(RECORDS FOR PROCESSING begins)

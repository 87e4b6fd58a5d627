pub mod config;
pub mod dataset;
pub mod error;
pub mod firmware;
pub mod persistence;
pub mod simulation;
pub mod tracefile;

pub mod prelude {
    pub use crate::config::{parse_hex_key, Args, Config, MemoryLayout};
    pub use crate::dataset::{emulated_target, DatasetGenerator, DatasetSummary, PlaintextSource};
    pub use crate::error::{KeyError, Result, SimulatorError};
    pub use crate::firmware::FirmwareImage;
    pub use crate::persistence::{parse_trace_filename, trace_filename, TraceWriter};
    pub use crate::simulation::cpu::Cpu;
    pub use crate::simulation::{
        Block, HarnessHooks, MachineSnapshot, ProtocolViolation, RunDiagnostics, RunRecord,
        Target, TraceHarness, BLOCK_SIZE,
    };
    pub use crate::tracefile::{CipherMode, TraceEntry, Tracefile};
}
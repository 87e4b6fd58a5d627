use clap::Parser;
use colored::Colorize;
use std::path::PathBuf;
use std::process::ExitCode;

use power_trace_simulator::prelude::*;

/// Command line parameter structure
#[derive(Parser, Debug)]
#[command(author, version, about = "Combine simulated power traces into one JSON tracefile.", long_about = None)]
struct Args {
    /// Known correct key in hex. Embedded into the tracefile for validation
    #[arg(short = 'k', long = "correct-key", value_name = "hex")]
    correct_key: Option<String>,

    /// Cipher mode of the traced firmware
    #[arg(short, long, value_enum, default_value_t = CipherMode::Aes128Encrypt)]
    mode: CipherMode,

    /// Increase verbosity, can be given multiple times
    #[arg(short, long, action = clap::ArgAction::Count)]
    verbose: u8,

    /// Directory the simulator wrote its tracefiles into
    input_directory: PathBuf,

    /// Output JSON file
    output_json: PathBuf,
}

fn run(args: &Args) -> Result<usize> {
    let key = args
        .correct_key
        .as_deref()
        .map(parse_hex_key)
        .transpose()?;
    let tracefile = Tracefile::combine(&args.input_directory, args.mode, key)?;
    tracefile.write(&args.output_json)?;
    Ok(tracefile.traces.len())
}

fn main() -> ExitCode {
    let args = Args::parse();
    let level = match args.verbose {
        0 => "warn",
        1 => "info",
        _ => "debug",
    };
    env_logger::Builder::from_env(env_logger::Env::default().default_filter_or(level)).init();

    match run(&args) {
        Ok(count) => {
            println!(
                "{} traces combined into {}",
                count.to_string().green(),
                args.output_json.display()
            );
            ExitCode::SUCCESS
        }
        Err(e) => {
            eprintln!("{}", e.to_string().red());
            ExitCode::FAILURE
        }
    }
}
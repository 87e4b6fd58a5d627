use crate::error::{KeyError, Result, SimulatorError};
use crate::simulation::io_bridge::{Block, BLOCK_SIZE};
use crate::simulation::trace_buffer::DEFAULT_TRACE_CAPACITY;
use clap::Parser;
use hex::FromHexError;
use serde::{Deserialize, Deserializer};
use std::ops::Range;
use std::path::{Path, PathBuf};

/// Firmware loaded when none is given
pub const DEFAULT_FIRMWARE: &str = "aes128_rom.bin";
/// Number of traces generated when no count is given
pub const DEFAULT_TRACE_COUNT: usize = 1000;

/// Emulator page granularity, all region sizes must be a multiple of it
const PAGE_SIZE: usize = 0x1000;

/// Parse a hex string into a block.
///
/// An optional `0x` prefix is accepted. Keys shorter than one block are
/// padded with zero bytes at the end.
pub fn parse_hex_key(input: &str) -> Result<Block> {
    let error = |reason| SimulatorError::InvalidKey {
        input: input.to_string(),
        reason,
    };
    let digits = input.strip_prefix("0x").unwrap_or(input).as_bytes();
    if digits.len() % 2 != 0 {
        return Err(error(KeyError::OddLength));
    }
    if digits.len() / 2 > BLOCK_SIZE {
        return Err(error(KeyError::TooLong { max: BLOCK_SIZE }));
    }

    let mut key = [0u8; BLOCK_SIZE];
    hex::decode_to_slice(digits, &mut key[..digits.len() / 2]).map_err(|e| {
        error(match e {
            // Offset of the byte holding the bad digit
            FromHexError::InvalidHexCharacter { index, .. } => KeyError::InvalidDigit {
                offset: index & !1,
            },
            FromHexError::OddLength => KeyError::OddLength,
            FromHexError::InvalidStringLength => KeyError::TooLong { max: BLOCK_SIZE },
        })
    })?;
    Ok(key)
}

/// Parse hex or decimal numbers from the configuration file
fn parse_number(s: &str) -> std::result::Result<u64, String> {
    match s.strip_prefix("0x") {
        Some(digits) => u64::from_str_radix(digits, 16),
        None => s.parse(),
    }
    .map_err(|e| format!("'{}' is not a valid number: {}", s, e))
}

/// Custom deserializer for addresses and sizes given as strings or numbers
fn deserialize_number<'de, D>(deserializer: D) -> std::result::Result<Option<u64>, D::Error>
where
    D: Deserializer<'de>,
{
    use serde::de;

    #[derive(Deserialize)]
    #[serde(untagged)]
    enum Number {
        Text(String),
        Value(u64),
    }

    match Option::<Number>::deserialize(deserializer)? {
        Some(Number::Text(text)) => parse_number(&text).map(Some).map_err(de::Error::custom),
        Some(Number::Value(value)) => Ok(Some(value)),
        None => Ok(None),
    }
}

/// Address map of the emulated machine
#[derive(Debug, Clone, Copy, PartialEq, Eq)]
pub struct MemoryLayout {
    /// ROM start, also holds the vector table
    pub rom_base: u64,
    pub rom_size: usize,
    /// Working memory, snapshotted for the power model
    pub ram_base: u64,
    pub ram_size: usize,
}

impl Default for MemoryLayout {
    fn default() -> Self {
        Self {
            rom_base: 0x0800_0000,
            rom_size: 1024 * 1024,
            ram_base: 0x2000_0000,
            ram_size: 128 * 1024,
        }
    }
}

impl MemoryLayout {
    /// ROM address range, `None` if it wraps the address space
    pub fn rom(&self) -> Option<Range<u64>> {
        let end = self.rom_base.checked_add(self.rom_size as u64)?;
        Some(self.rom_base..end)
    }

    /// RAM address range, `None` if it wraps the address space
    pub fn ram(&self) -> Option<Range<u64>> {
        let end = self.ram_base.checked_add(self.ram_size as u64)?;
        Some(self.ram_base..end)
    }

    fn validate(&self) -> Result<()> {
        for (name, size) in [("rom_size", self.rom_size), ("ram_size", self.ram_size)] {
            if size == 0 || size % PAGE_SIZE != 0 {
                return Err(SimulatorError::Config(format!(
                    "{name} must be a non-zero multiple of 0x{PAGE_SIZE:X}"
                )));
            }
        }
        for (name, base) in [("rom_base", self.rom_base), ("ram_base", self.ram_base)] {
            if base % PAGE_SIZE as u64 != 0 {
                return Err(SimulatorError::Config(format!(
                    "{name} must be aligned to 0x{PAGE_SIZE:X}"
                )));
            }
        }
        let (Some(rom), Some(ram)) = (self.rom(), self.ram()) else {
            return Err(SimulatorError::Config(
                "Memory region exceeds the address space".into(),
            ));
        };
        if rom.start < ram.end && ram.start < rom.end {
            return Err(SimulatorError::Config("ROM and RAM overlap".into()));
        }
        Ok(())
    }
}

/// Command-line arguments of the trace simulator.
///
/// Options left out fall back to the configuration file and then to the
/// built-in defaults.
#[derive(Parser, Debug, Default)]
#[command(author, version, about = "Emulates embedded code and simulates power traces.", long_about = None)]
pub struct Args {
    /// Output directory to write tracefiles into
    #[arg(value_name = "path")]
    pub output_directory: PathBuf,

    /// Load configuration from JSON5 file
    #[arg(short = 'c', long)]
    pub config: Option<PathBuf>,

    /// The firmware file to emulate. Defaults to aes128_rom.bin
    #[arg(short, long, value_name = "filename")]
    pub firmware: Option<PathBuf>,

    /// Amount of traces to generate. Defaults to 1000
    #[arg(short = 'n', long = "tracecnt", value_name = "count")]
    pub trace_count: Option<usize>,

    /// Key to feed the implementation, in hex. By default the key is entirely zeros
    #[arg(short, long)]
    pub key: Option<String>,

    /// Seed for reproducible plaintexts instead of OS randomness
    #[arg(long)]
    pub seed: Option<u64>,

    /// Abort if a run executes more instructions without exiting
    #[arg(short, long)]
    pub max_instructions: Option<usize>,
}

/// Options read from a JSON5 configuration file
#[derive(Debug, Clone, Default, Deserialize)]
#[serde(deny_unknown_fields)]
pub struct FileConfig {
    #[serde(default)]
    pub firmware: Option<PathBuf>,
    #[serde(default)]
    pub trace_count: Option<usize>,
    #[serde(default)]
    pub key: Option<String>,
    #[serde(default)]
    pub seed: Option<u64>,
    #[serde(default)]
    pub max_instructions: Option<usize>,
    #[serde(default, deserialize_with = "deserialize_number")]
    pub rom_base: Option<u64>,
    #[serde(default, deserialize_with = "deserialize_number")]
    pub rom_size: Option<u64>,
    #[serde(default, deserialize_with = "deserialize_number")]
    pub ram_base: Option<u64>,
    #[serde(default, deserialize_with = "deserialize_number")]
    pub ram_size: Option<u64>,
    #[serde(default)]
    pub trace_capacity: Option<usize>,
    #[serde(default)]
    pub log_level: Option<String>,
}

impl FileConfig {
    /// Load configuration from JSON5 file
    pub fn from_file(path: &Path) -> Result<Self> {
        let content = std::fs::read_to_string(path)
            .map_err(|e| SimulatorError::Config(format!("Failed to read config file: {}", e)))?;
        Self::from_json5(&content)
    }

    pub fn from_json5(content: &str) -> Result<Self> {
        json5::from_str(content)
            .map_err(|e| SimulatorError::Config(format!("Failed to parse JSON5 config: {}", e)))
    }

    /// Override file values with command line arguments
    pub fn override_with_args(&mut self, args: &Args) {
        if args.firmware.is_some() {
            self.firmware = args.firmware.clone();
        }
        if args.trace_count.is_some() {
            self.trace_count = args.trace_count;
        }
        if args.key.is_some() {
            self.key = args.key.clone();
        }
        if args.seed.is_some() {
            self.seed = args.seed;
        }
        if args.max_instructions.is_some() {
            self.max_instructions = args.max_instructions;
        }
    }
}

/// Resolved, immutable simulator configuration.
///
/// Built once before the first run and passed by reference afterwards.
#[derive(Debug, Clone)]
pub struct Config {
    pub firmware: PathBuf,
    pub trace_count: usize,
    pub output_directory: PathBuf,
    pub key: Block,
    pub seed: Option<u64>,
    pub max_instructions: Option<usize>,
    pub memory: MemoryLayout,
    pub trace_capacity: usize,
    pub log_level: String,
}

impl Config {
    /// Resolve command line arguments and the optional configuration file
    pub fn from_args(args: &Args) -> Result<Self> {
        let mut file = match &args.config {
            Some(path) => FileConfig::from_file(path)?,
            None => FileConfig::default(),
        };
        file.override_with_args(args);
        Self::resolve(file, args.output_directory.clone())
    }

    /// Apply defaults and validate
    pub fn resolve(file: FileConfig, output_directory: PathBuf) -> Result<Self> {
        let defaults = MemoryLayout::default();
        let to_size = |name: &str, value: Option<u64>, default: usize| -> Result<usize> {
            value.map_or(Ok(default), |value| {
                usize::try_from(value)
                    .map_err(|_| SimulatorError::Config(format!("{name} out of range")))
            })
        };
        let memory = MemoryLayout {
            rom_base: file.rom_base.unwrap_or(defaults.rom_base),
            rom_size: to_size("rom_size", file.rom_size, defaults.rom_size)?,
            ram_base: file.ram_base.unwrap_or(defaults.ram_base),
            ram_size: to_size("ram_size", file.ram_size, defaults.ram_size)?,
        };
        memory.validate()?;

        let trace_capacity = file.trace_capacity.unwrap_or(DEFAULT_TRACE_CAPACITY);
        if trace_capacity == 0 {
            return Err(SimulatorError::Config(
                "trace_capacity must not be zero".into(),
            ));
        }
        if file.max_instructions == Some(0) {
            return Err(SimulatorError::Config(
                "max_instructions must not be zero".into(),
            ));
        }

        let key = match &file.key {
            Some(key) => parse_hex_key(key)?,
            None => [0; BLOCK_SIZE],
        };

        Ok(Self {
            firmware: file
                .firmware
                .unwrap_or_else(|| PathBuf::from(DEFAULT_FIRMWARE)),
            trace_count: file.trace_count.unwrap_or(DEFAULT_TRACE_COUNT),
            output_directory,
            key,
            seed: file.seed,
            max_instructions: file.max_instructions,
            memory,
            trace_capacity,
            log_level: file.log_level.unwrap_or_else(|| "info".to_string()),
        })
    }
}
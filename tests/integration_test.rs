use power_trace_simulator::config::FileConfig;
use power_trace_simulator::prelude::*;
use std::path::{Path, PathBuf};

/// Thumb firmware using the host I/O page at 0x4000_0000.
///
/// Reads key and plaintext into RAM, writes `plaintext ^ key` as ciphertext
/// inside the measurement window and reports all three blocks before exit.
const PROGRAM: [u16; 44] = [
    0x4F15, // ldr   r7, =0x40000000   host I/O page
    0x4C16, // ldr   r4, =0x20000000   key
    0x4D16, // ldr   r5, =0x20000010   plaintext
    0x4E17, // ldr   r6, =0x20000020   ciphertext
    0x2110, // movs  r1, #16
    0x2001, // movs  r0, #1            read
    0x607C, // str   r4, [r7, #4]
    0x60B9, // str   r1, [r7, #8]
    0x60F8, // str   r0, [r7, #12]
    0x607D, // str   r5, [r7, #4]
    0x60B9, // str   r1, [r7, #8]
    0x60F8, // str   r0, [r7, #12]
    0x2001, // movs  r0, #1            start marker
    0x6038, // str   r0, [r7]
    0x6820, // ldr   r0, [r4]
    0x682A, // ldr   r2, [r5]
    0x4050, // eors  r0, r2
    0x6030, // str   r0, [r6]
    0x6860, // ldr   r0, [r4, #4]
    0x686A, // ldr   r2, [r5, #4]
    0x4050, // eors  r0, r2
    0x6070, // str   r0, [r6, #4]
    0x68A0, // ldr   r0, [r4, #8]
    0x68AA, // ldr   r2, [r5, #8]
    0x4050, // eors  r0, r2
    0x60B0, // str   r0, [r6, #8]
    0x68E0, // ldr   r0, [r4, #12]
    0x68EA, // ldr   r2, [r5, #12]
    0x4050, // eors  r0, r2
    0x60F0, // str   r0, [r6, #12]
    0x2002, // movs  r0, #2            end marker
    0x6038, // str   r0, [r7]
    0x2002, // movs  r0, #2            write
    0x607C, // str   r4, [r7, #4]
    0x60F8, // str   r0, [r7, #12]
    0x607D, // str   r5, [r7, #4]
    0x60F8, // str   r0, [r7, #12]
    0x607E, // str   r6, [r7, #4]
    0x60F8, // str   r0, [r7, #12]
    0x2000, // movs  r0, #0            exit status
    0x60B8, // str   r0, [r7, #8]
    0x2003, // movs  r0, #3            exit
    0x60F8, // str   r0, [r7, #12]
    0xE7FE, // b     .
];

const LITERALS: [u32; 4] = [0x4000_0000, 0x2000_0000, 0x2000_0010, 0x2000_0020];

/// Instructions from the start marker store up to the end marker store
const WINDOW_SAMPLES: usize = 18;

fn firmware_image(reset_vector: u32) -> Vec<u8> {
    let mut image = Vec::new();
    image.extend_from_slice(&0x2000_8000u32.to_le_bytes());
    image.extend_from_slice(&reset_vector.to_le_bytes());
    PROGRAM
        .iter()
        .for_each(|halfword| image.extend_from_slice(&halfword.to_le_bytes()));
    assert_eq!(image.len(), 0x60);
    LITERALS
        .iter()
        .for_each(|word| image.extend_from_slice(&word.to_le_bytes()));
    image
}

fn scratch_directory(name: &str) -> PathBuf {
    let directory = std::env::temp_dir().join(format!(
        "power_trace_simulator_it_{name}_{}",
        std::process::id()
    ));
    let _ = std::fs::remove_dir_all(&directory);
    std::fs::create_dir_all(&directory).unwrap();
    directory
}

fn setup(name: &str, reset_vector: u32, file: FileConfig) -> (PathBuf, Config) {
    let directory = scratch_directory(name);
    let firmware = directory.join("xor_rom.bin");
    std::fs::write(&firmware, firmware_image(reset_vector)).unwrap();
    let config = Config::resolve(
        FileConfig {
            firmware: Some(firmware),
            ..file
        },
        directory.join("traces"),
    )
    .unwrap();
    (directory, config)
}

fn traces(directory: &Path) -> Vec<(String, Vec<u8>)> {
    let mut traces: Vec<_> = std::fs::read_dir(directory)
        .unwrap()
        .map(|entry| {
            let path = entry.unwrap().path();
            let name = path.file_name().unwrap().to_str().unwrap().to_string();
            (name, std::fs::read(&path).unwrap())
        })
        .collect();
    traces.sort();
    traces
}

#[test]
/// Single run with all-zero key and plaintext
///
/// The ciphertext is all zero as well and the window spans the XOR code.
fn zero_key_single_trace() {
    let (directory, config) = setup(
        "zero",
        0x0800_0009,
        FileConfig {
            trace_count: Some(1),
            ..Default::default()
        },
    );
    let target = emulated_target(&config).unwrap();
    let mut generator = DatasetGenerator::new(&config, target).unwrap();
    let path = generator.run_once(0, [0; BLOCK_SIZE]).unwrap();

    let zero = "0".repeat(32);
    assert_eq!(
        path.file_name().unwrap().to_str().unwrap(),
        format!("trace_P_{zero}_C_{zero}.bin")
    );
    assert_eq!(std::fs::read(&path).unwrap().len(), WINDOW_SAMPLES);
    assert!(generator.summary().is_clean());
    std::fs::remove_dir_all(&directory).unwrap();
}

#[test]
/// Several runs on one emulator instance
///
/// Every file carries `plaintext ^ key` as ciphertext and traces of the same
/// inputs are identical, independent of earlier runs.
fn keyed_dataset() {
    let (directory, config) = setup(
        "keyed",
        0x0800_0009,
        FileConfig {
            trace_count: Some(8),
            key: Some("2b7e151628aed2a6abf7158809cf4f3c".to_string()),
            seed: Some(11),
            ..Default::default()
        },
    );
    let target = emulated_target(&config).unwrap();
    let mut generator = DatasetGenerator::new(&config, target).unwrap();
    let summary = generator.run().unwrap();
    assert_eq!(summary.traces_written, 8);
    assert_eq!(summary.total_samples, 8 * WINDOW_SAMPLES);
    assert_eq!(summary.protocol_violations, 0);

    let written = traces(&config.output_directory);
    assert_eq!(written.len(), 8);
    for (name, samples) in &written {
        let (plaintext, ciphertext) = parse_trace_filename(name).unwrap();
        let expected: Vec<u8> = plaintext.iter().zip(config.key).map(|(p, k)| p ^ k).collect();
        assert_eq!(ciphertext.to_vec(), expected);
        assert_eq!(samples.len(), WINDOW_SAMPLES);
    }

    // Repeat the first run on the already used instance
    let (first_name, first_samples) = &written[0];
    let (plaintext, _) = parse_trace_filename(first_name).unwrap();
    let path = generator.run_once(8, plaintext).unwrap();
    assert_eq!(&std::fs::read(path).unwrap(), first_samples);
    std::fs::remove_dir_all(&directory).unwrap();
}

#[test]
/// Instruction cap hit before the firmware exits
fn instruction_limit_without_exit() {
    let (directory, config) = setup(
        "limit",
        0x0800_0009,
        FileConfig {
            trace_count: Some(3),
            max_instructions: Some(10),
            ..Default::default()
        },
    );
    let target = emulated_target(&config).unwrap();
    let mut generator = DatasetGenerator::new(&config, target).unwrap();
    assert!(matches!(
        generator.run(),
        Err(SimulatorError::NoExit { limit: 10 })
    ));
    assert!(traces(&config.output_directory).is_empty());
    std::fs::remove_dir_all(&directory).unwrap();
}

#[test]
/// Reset vector into unmapped memory is a fatal emulation error
fn unmapped_reset_vector() {
    let (directory, config) = setup(
        "unmapped",
        0x0000_0101,
        FileConfig {
            trace_count: Some(1),
            ..Default::default()
        },
    );
    let target = emulated_target(&config).unwrap();
    let mut generator = DatasetGenerator::new(&config, target).unwrap();
    assert!(matches!(
        generator.run(),
        Err(SimulatorError::Emulation { .. })
    ));
    std::fs::remove_dir_all(&directory).unwrap();
}

#[test]
/// Missing firmware file is reported before any run
fn missing_firmware() {
    let directory = scratch_directory("missing");
    let config = Config::resolve(
        FileConfig {
            firmware: Some(directory.join("does_not_exist.bin")),
            ..Default::default()
        },
        directory.join("traces"),
    )
    .unwrap();
    assert!(matches!(
        emulated_target(&config),
        Err(SimulatorError::Firmware(_))
    ));
    std::fs::remove_dir_all(&directory).unwrap();
}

(RECORDS FOR PROCESSING ends)

# ACTIVITY
Copy each line in the entries above where the word "about" shows up.

# ANSWER TO THIS PROBLEM
#[command(author, version, about = "Combine simulated power traces into one JSON tracefile.", long_about = None)]
#[command(author, version, about = "Emulates embedded code and simulates power traces.", long_about = None)]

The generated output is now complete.